WHAT IS REQUIRED ▸ Filter out all lines without the word "environment" from the data below, please, and copy the rest.

>>>

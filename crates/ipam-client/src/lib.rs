//! In-cluster IPAM client
//!
//! Client library for the address-pool and address-claim provider consumed by
//! the VmCluster controller. Pools (`InClusterIPPool`) and claims
//! (`IPAddressClaim`) are Kubernetes objects owned by a VmCluster; the
//! provider resolves claims into `IPAddress` objects on its own schedule.
//!
//! # Example
//!
//! ```no_run
//! use ipam_client::{ClusterIdentity, IpamClientTrait, KubeIpamClient, PoolRequest};
//! use crds::IpFamily;
//!
//! # async fn example(owner: ClusterIdentity) -> Result<(), Box<dyn std::error::Error>> {
//! let client = KubeIpamClient::new(kube::Client::try_default().await?);
//!
//! let request = PoolRequest {
//!     family: IpFamily::V4,
//!     addresses: vec!["10.0.0.2-10.0.0.10".to_string()],
//!     gateway: "10.0.0.1".to_string(),
//!     prefix: 24,
//! };
//! let pool = client.create_pool(&owner, &request).await?;
//! let claim = client.create_claim(&owner, &pool.name).await?;
//! # Ok(())
//! # }
//! ```

pub mod client;
pub mod error;
pub mod models;
#[path = "trait.rs"]
pub mod ipam_trait;
pub mod validation;
#[cfg(feature = "test-util")]
pub mod mock;

pub use client::KubeIpamClient;
pub use error::IpamError;
pub use ipam_trait::IpamClientTrait;
pub use models::*;
pub use validation::validate_ip_config;
#[cfg(feature = "test-util")]
pub use mock::{MockIpamClient, MockOperation};
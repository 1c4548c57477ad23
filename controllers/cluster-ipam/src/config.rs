//! Controller configuration.
//!
//! Read once from the environment at startup. Every numeric setting has a
//! default; a value that does not parse is a startup error.

use crate::error::ControllerError;
use std::net::SocketAddr;
use std::time::Duration;

/// Output format of the tracing subscriber.
#[derive(Debug, Clone, Copy, PartialEq, Eq)]
pub enum LogFormat {
    Text,
    Json,
}

#[derive(Debug, Clone)]
pub struct ControllerConfig {
    /// Namespace to watch; all namespaces when unset
    pub namespace: Option<String>,
    /// Port written into the control-plane endpoint
    pub endpoint_port: i32,
    /// Deadline for a single reconciliation
    pub reconcile_timeout: Duration,
    /// Re-check interval while waiting on the provider or on dependents
    pub requeue_interval: Duration,
    /// Listen address for probes and metrics
    pub metrics_addr: SocketAddr,
    pub log_format: LogFormat,
}

impl Default for ControllerConfig {
    fn default() -> Self {
        Self {
            namespace: None,
            endpoint_port: 6443,
            reconcile_timeout: Duration::from_secs(30),
            requeue_interval: Duration::from_secs(10),
            metrics_addr: SocketAddr::from(([0, 0, 0, 0], 8080)),
            log_format: LogFormat::Text,
        }
    }
}

impl ControllerConfig {
    /// Load configuration from environment variables
    pub fn from_env() -> Result<Self, ControllerError> {
        Self::from_lookup(|key| std::env::var(key).ok())
    }

    /// Load configuration from an arbitrary key lookup
    pub fn from_lookup(lookup: impl Fn(&str) -> Option<String>) -> Result<Self, ControllerError> {
        let defaults = Self::default();

        let endpoint_port = match lookup("CONTROL_PLANE_ENDPOINT_PORT") {
            Some(v) => {
                let port: i32 = parse(&v, "CONTROL_PLANE_ENDPOINT_PORT")?;
                if !(1..=65535).contains(&port) {
                    return Err(ControllerError::InvalidConfig(format!(
                        "CONTROL_PLANE_ENDPOINT_PORT {} out of range",
                        port
                    )));
                }
                port
            }
            None => defaults.endpoint_port,
        };

        let reconcile_timeout = match lookup("RECONCILE_TIMEOUT_SECS") {
            Some(v) => Duration::from_secs(parse(&v, "RECONCILE_TIMEOUT_SECS")?),
            None => defaults.reconcile_timeout,
        };

        let requeue_interval = match lookup("CLAIM_REQUEUE_SECS") {
            Some(v) => Duration::from_secs(parse(&v, "CLAIM_REQUEUE_SECS")?),
            None => defaults.requeue_interval,
        };

        let metrics_addr = match lookup("METRICS_ADDR") {
            Some(v) => parse(&v, "METRICS_ADDR")?,
            None => defaults.metrics_addr,
        };

        let log_format = match lookup("LOG_FORMAT").as_deref() {
            None | Some("text") => LogFormat::Text,
            Some("json") => LogFormat::Json,
            Some(other) => {
                return Err(ControllerError::InvalidConfig(format!(
                    "LOG_FORMAT must be 'text' or 'json', got '{}'",
                    other
                )));
            }
        };

        Ok(Self {
            namespace: lookup("WATCH_NAMESPACE").filter(|ns| !ns.is_empty()),
            endpoint_port,
            reconcile_timeout,
            requeue_interval,
            metrics_addr,
            log_format,
        })
    }
}

fn parse<T: std::str::FromStr>(value: &str, key: &str) -> Result<T, ControllerError> {
    value
        .trim()
        .parse()
        .map_err(|_| ControllerError::InvalidConfig(format!("{} has invalid value '{}'", key, value)))
}
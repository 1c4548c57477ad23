//! Kubernetes resource watchers.
//!
//! Drives VmCluster reconciliation with `kube_runtime::Controller`. Changes to
//! the claims and pools a VmCluster owns, and to the parent Cluster naming it
//! as infrastructure, re-trigger the owning VmCluster.

use crate::error::ControllerError;
use crate::reconcile_helpers::cluster_key;
use crate::reconciler::{Outcome, Reconciler};
use crds::{Cluster, IPAddressClaim, InClusterIPPool, VmCluster};
use futures::StreamExt;
use kube::{Api, Client, Resource};
use kube_runtime::{
    Controller,
    controller::{Action, Config as ControllerConfig},
    reflector::ObjectRef,
    watcher,
};
use std::sync::Arc;
use std::time::Duration;
use tracing::{debug, error, info, warn};

/// APIs for every kind the VmCluster controller watches.
#[derive(Clone)]
pub struct WatchedApis {
    pub vm_clusters: Api<VmCluster>,
    pub claims: Api<IPAddressClaim>,
    pub pools: Api<InClusterIPPool>,
    pub clusters: Api<Cluster>,
}

impl std::fmt::Debug for WatchedApis {
    fn fmt(&self, f: &mut std::fmt::Formatter<'_>) -> std::fmt::Result {
        f.debug_struct("WatchedApis").finish_non_exhaustive()
    }
}

impl WatchedApis {
    /// Watch a single namespace, or every namespace when `namespace` is `None`
    pub fn new(client: Client, namespace: Option<&str>) -> Self {
        match namespace {
            Some(ns) => Self {
                vm_clusters: Api::namespaced(client.clone(), ns),
                claims: Api::namespaced(client.clone(), ns),
                pools: Api::namespaced(client.clone(), ns),
                clusters: Api::namespaced(client, ns),
            },
            None => Self {
                vm_clusters: Api::all(client.clone()),
                claims: Api::all(client.clone()),
                pools: Api::all(client.clone()),
                clusters: Api::all(client),
            },
        }
    }
}

/// Watch VmClusters until a shutdown signal arrives.
pub async fn watch_vm_clusters(apis: WatchedApis, reconciler: Arc<Reconciler>) -> Result<(), ControllerError> {
    info!("Starting VmCluster watcher");

    // Short debounce: a create is followed by our own finalizer and status writes
    let controller_config = ControllerConfig::default()
        .debounce(Duration::from_secs(1))
        .concurrency(4);

    Controller::new(apis.vm_clusters, watcher::Config::default())
        .owns(apis.claims, watcher::Config::default())
        .owns(apis.pools, watcher::Config::default())
        .watches(apis.clusters, watcher::Config::default(), infrastructure_ref)
        .with_config(controller_config)
        .shutdown_on_signal()
        .run(reconcile, error_policy, reconciler)
        .for_each(|res| async move {
            match res {
                Ok((obj, _)) => debug!("Reconciled VmCluster {}", obj),
                Err(e) => warn!("VmCluster controller error: {}", e),
            }
        })
        .await;

    info!("VmCluster watcher stopped");
    Ok(())
}

async fn reconcile(cluster: Arc<VmCluster>, reconciler: Arc<Reconciler>) -> Result<Action, ControllerError> {
    Ok(action_for(reconciler.reconcile(&cluster).await?))
}

fn action_for(outcome: Outcome) -> Action {
    match outcome {
        Outcome::Done => Action::await_change(),
        Outcome::RequeueAfter(delay) => Action::requeue(delay),
    }
}

/// Permanent errors wait for the object to change; the rest back off per object.
fn error_policy(cluster: Arc<VmCluster>, error: &ControllerError, reconciler: Arc<Reconciler>) -> Action {
    let key = cluster_key(&cluster);
    if error.is_permanent() {
        warn!("VmCluster {} needs a spec change before it can progress: {}", key, error);
        return Action::await_change();
    }
    let delay = reconciler.next_backoff(&key);
    error!(
        "Reconciliation of VmCluster {} failed (attempt {}), retrying in {:?}: {}",
        key,
        reconciler.error_count(&key),
        delay,
        error
    );
    Action::requeue(delay)
}

/// The VmCluster a parent Cluster names as its infrastructure.
fn infrastructure_ref(cluster: Cluster) -> Option<ObjectRef<VmCluster>> {
    let reference = cluster.spec.infrastructure_ref?;
    if reference.kind.as_deref() != Some(VmCluster::kind(&()).as_ref()) {
        return None;
    }
    let name = reference.name?;
    let namespace = reference.namespace.or(cluster.metadata.namespace)?;
    Some(ObjectRef::new(&name).within(&namespace))
}
//! Control-plane endpoint address allocation.

use super::Reconciler;
use crate::error::ControllerError;
use ipam_client::{Claim, ClusterIdentity};
use tracing::{debug, info, warn};

impl Reconciler {
    /// Ensure the cluster's endpoint claim exists against `pool_name`.
    ///
    /// The returned claim carries an address only once the provider has
    /// fulfilled it; an unresolved claim is not an error.
    pub(crate) async fn ensure_endpoint_address(
        &self,
        owner: &ClusterIdentity,
        pool_name: &str,
    ) -> Result<Claim, ControllerError> {
        match self.ipam.get_claim(owner).await {
            Ok(claim) => {
                if claim.pool_name != pool_name {
                    warn!(
                        "Endpoint claim {} of VmCluster {} references pool {}, expected {}",
                        claim.name,
                        owner.key(),
                        claim.pool_name,
                        pool_name
                    );
                }
                return Ok(claim);
            }
            Err(e) if e.is_not_found() => {}
            Err(e) => return Err(e.into()),
        }

        match self.ipam.create_claim(owner, pool_name).await {
            Ok(claim) => {
                self.metrics.claims_created.inc();
                info!("Created endpoint claim {} from pool {} for VmCluster {}", claim.name, pool_name, owner.key());
                Ok(claim)
            }
            Err(e) if e.is_already_exists() => {
                debug!("Endpoint claim for VmCluster {} created concurrently, re-reading", owner.key());
                Ok(self.ipam.get_claim(owner).await?)
            }
            Err(e) => Err(e.into()),
        }
    }
}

<<<

EXERCISE SOLUTION ▸
//! Read once from the environment at startup. Every numeric setting has a
    /// Load configuration from environment variables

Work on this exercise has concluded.